┏━━

//! Persistent per-feature override store. Holds the cached outcome of the
//! last downloaded-blocklist evaluation so cooperating processes that never
//! evaluate rules still see the same decisions.

use crate::rule::{Feature, FeatureStatus};
use log::{debug, warn};
use serde::{Deserialize, Serialize};
use std::collections::BTreeMap;
use std::fs::{self, File};
use std::io::{self, Write};
use std::path::{Path, PathBuf};
use thiserror::Error;

/// Failure id reported for a stored override that carries none.
pub const STORED_OVERRIDE_NO_ID: &str = "FEATURE_FAILURE_BLOCKLIST_PREF";

#[derive(Debug, Clone, PartialEq, Eq)]
pub struct OverrideEntry {
    pub status: FeatureStatus,
    pub failure_id: String,
}

/// In-memory override state. Every mutation bumps the generation counter;
/// snapshot caches compare generations to decide whether they are stale.
#[derive(Debug, Default)]
pub struct OverrideStore {
    entries: BTreeMap<Feature, OverrideEntry>,
    suggested_version: Option<String>,
    generation: u64,
}

impl OverrideStore {
    pub fn get(&self, feature: Feature) -> Option<&OverrideEntry> {
        self.entries.get(&feature)
    }

    pub fn set(&mut self, feature: Feature, status: FeatureStatus, failure_id: &str) {
        self.entries.insert(
            feature,
            OverrideEntry {
                status,
                failure_id: failure_id.to_string(),
            },
        );
        self.generation += 1;
    }

    pub fn clear(&mut self, feature: Feature) {
        if self.entries.remove(&feature).is_some() {
            self.generation += 1;
        }
    }

    pub fn suggested_version(&self) -> Option<&str> {
        self.suggested_version.as_deref()
    }

    pub fn set_suggested_version(&mut self, version: &str) {
        self.suggested_version = Some(version.to_string());
        self.generation += 1;
    }

    pub fn clear_suggested_version(&mut self) {
        if self.suggested_version.take().is_some() {
            self.generation += 1;
        }
    }

    pub fn generation(&self) -> u64 {
        self.generation
    }

    pub fn is_empty(&self) -> bool {
        self.entries.is_empty() && self.suggested_version.is_none()
    }

    pub fn iter(&self) -> impl Iterator<Item = (Feature, &OverrideEntry)> {
        self.entries.iter().map(|(f, e)| (*f, e))
    }
}

/// On-disk form. Feature and status travel as their wire names so the file
/// survives enum reshuffles and builds of different vintages.
#[derive(Debug, Clone, Serialize, Deserialize, Default)]
pub struct OverrideDocument {
    #[serde(default)]
    pub overrides: Vec<PersistedOverride>,
    #[serde(default)]
    pub suggested_version: Option<String>,
}

#[derive(Debug, Clone, Serialize, Deserialize)]
pub struct PersistedOverride {
    pub feature: String,
    pub status: String,
    #[serde(default)]
    pub failure_id: String,
}

impl OverrideDocument {
    pub fn from_store(store: &OverrideStore) -> Self {
        OverrideDocument {
            overrides: store
                .iter()
                .map(|(feature, entry)| PersistedOverride {
                    feature: feature.as_str().to_string(),
                    status: entry.status.as_str().to_string(),
                    failure_id: entry.failure_id.clone(),
                })
                .collect(),
            suggested_version: store.suggested_version.clone(),
        }
    }

    /// Validates each record and folds the survivors into a fresh store.
    ///
    /// Records are dropped, never errors: an unrecognized feature is from
    /// another build; a non-blocking status (including DENIED, which the
    /// evaluation path never persists) is stale and reads as absent.
    pub fn into_store(self) -> OverrideStore {
        let mut store = OverrideStore::default();
        for record in self.overrides {
            let Some(feature) = Feature::parse(&record.feature) else {
                warn!(
                    "event=override_load_skipped reason=unknown_feature feature={:?}",
                    record.feature
                );
                continue;
            };
            let status = FeatureStatus::parse(&record.status);
            if !status.is_blocked_or_discouraged() {
                debug!(
                    "event=override_load_skipped reason=non_blocking feature={feature} status={}",
                    status.as_str()
                );
                continue;
            }
            let failure_id = if record.failure_id.is_empty() {
                STORED_OVERRIDE_NO_ID.to_string()
            } else {
                record.failure_id
            };
            store.entries.insert(feature, OverrideEntry { status, failure_id });
        }
        store.suggested_version = self.suggested_version;
        store.generation = 0;
        store
    }
}

#[derive(Debug, Error)]
pub enum StoreError {
    #[error("I/O error: {0}")]
    Io(#[from] io::Error),
    #[error("serialization error: {0}")]
    Serialization(#[from] serde_json::Error),
}

/// JSON-backed override file. Writes go through a temp file plus rename so
/// a crash never leaves a half-written document.
#[derive(Debug, Clone)]
pub struct OverrideStoreFile {
    path: PathBuf,
}

impl OverrideStoreFile {
    pub fn new(path: impl Into<PathBuf>) -> Self {
        Self { path: path.into() }
    }

    pub fn path(&self) -> &Path {
        &self.path
    }

    pub fn load_or_default(&self) -> Result<OverrideStore, StoreError> {
        match fs::read(&self.path) {
            Ok(bytes) => {
                let document: OverrideDocument = serde_json::from_slice(&bytes)?;
                Ok(document.into_store())
            }
            Err(err) if err.kind() == io::ErrorKind::NotFound => Ok(OverrideStore::default()),
            Err(err) => Err(StoreError::Io(err)),
        }
    }

    pub fn persist(&self, store: &OverrideStore) -> Result<(), StoreError> {
        if let Some(parent) = self.path.parent() {
            fs::create_dir_all(parent)?;
        }
        let tmp = self.path.with_extension("tmp");
        let mut file = File::create(&tmp)?;
        let payload = serde_json::to_vec_pretty(&OverrideDocument::from_store(store))?;
        file.write_all(&payload)?;
        file.sync_all()?;
        fs::rename(tmp, &self.path)?;
        Ok(())
    }
}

┗━━

→ YOUR INSTRUCTIONS
Give only the lines from the one holding "Err(err) if err.kind()" through the one holding "file.write_all(&payload)?;", each restated exactly as it appears above.

→ ANSWER SECTION
            Err(err) if err.kind() == io::ErrorKind::NotFound => Ok(OverrideStore::default()),
            Err(err) => Err(StoreError::Io(err)),
        }
    }

    pub fn persist(&self, store: &OverrideStore) -> Result<(), StoreError> {
        if let Some(parent) = self.path.parent() {
            fs::create_dir_all(parent)?;
        }
        let tmp = self.path.with_extension("tmp");
        let mut file = File::create(&tmp)?;
        let payload = serde_json::to_vec_pretty(&OverrideDocument::from_store(store))?;
        file.write_all(&payload)?;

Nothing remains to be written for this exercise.